Artiste coréen né à Séoul en 1962, Do-Ho Suh s’est illustré par son sens de l’installation. Défiant les contraintes de la matérialité et de la spatialité, il a su transcender ses domaines de formation, la peinture et la sculpture, pour se dégager un champs expressif personnel. Un terrain sans limites où il peut rassembler des enveloppes hétéroclites sous une métaphore commune. Ou inversement, exhiber un corpus uniforme pour des identités opposées.

High-School Uni-form  (1997)

Car, précisément, la relation entre groupe et individu constitue un élément essentiel de l’oeuvre de Do-Ho Suh qui sans la figer ne peut s’empêcher de la placer en miroir. Souveraineté ou domination, solidarité et endoctrinement, socle ou piédestal. Une mise en lumière de la dualité, voire la diversité, des essences, des notions, de nos productions, de telle sorte que chaque pièce renvoie à nos certitudes ou leur contraire. La masse peut s’avérer esclave ou révolutionnaire, constructive ou destructrice, en mouvement ou en régression. Et cette même masse porte ou subit, révèle ou étouffe, force l’anonymat ou prolonge une volonté. Un point de vue n’affirmant que la variété des possibles.

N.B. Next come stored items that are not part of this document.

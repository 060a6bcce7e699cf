pub mod geocoding;
pub mod github;
pub mod http_client;
pub mod openai;
pub mod ports;

pub use geocoding::GoogleGeocoder;
pub use github::GitHubPublisher;
pub use http_client::ReqwestFetcher;
pub use openai::OpenAiClient;
pub use ports::*;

Karma, Installation  (2003)

Comme tout questionnement sémantique, la démarche d’Do-Ho Suh repose également sur les caractères et les signifiants. Les matériaux utilisés, en plus de physiquement incarner une idée, complètent celle-ci. Les textiles, et plus précisément l’Organza, fluidifient l’oeuvre et permettent son transport. La rigidité contrarierait un propos que chaque lieu d’exposition nuance. D’autre part, la transparence de ces tissus autorise la perception des reflets et évoque ainsi antagonismes ou projections. Enfin, lorsque Do-Ho Suh choisit de modéliser une armure de guerrier en assemblant les plaques nominatives des militaires coréens, le lien unissant concept et ressource se révèle définitivement.

Net-Work  (2010)

Résidant entre Séoul, Londres et New York, Do-Ho Suh a su tirer profit de son nomadisme pour universaliser ses créations en les abstrayant de toute contrainte géographique ou culturelle. Une qualité qui lui a ouvert les portes de galeries internationales ou de musées prestigieux sur chaque continent, du Guggenheim nord-américain au Mori Art Museum de Tokyo.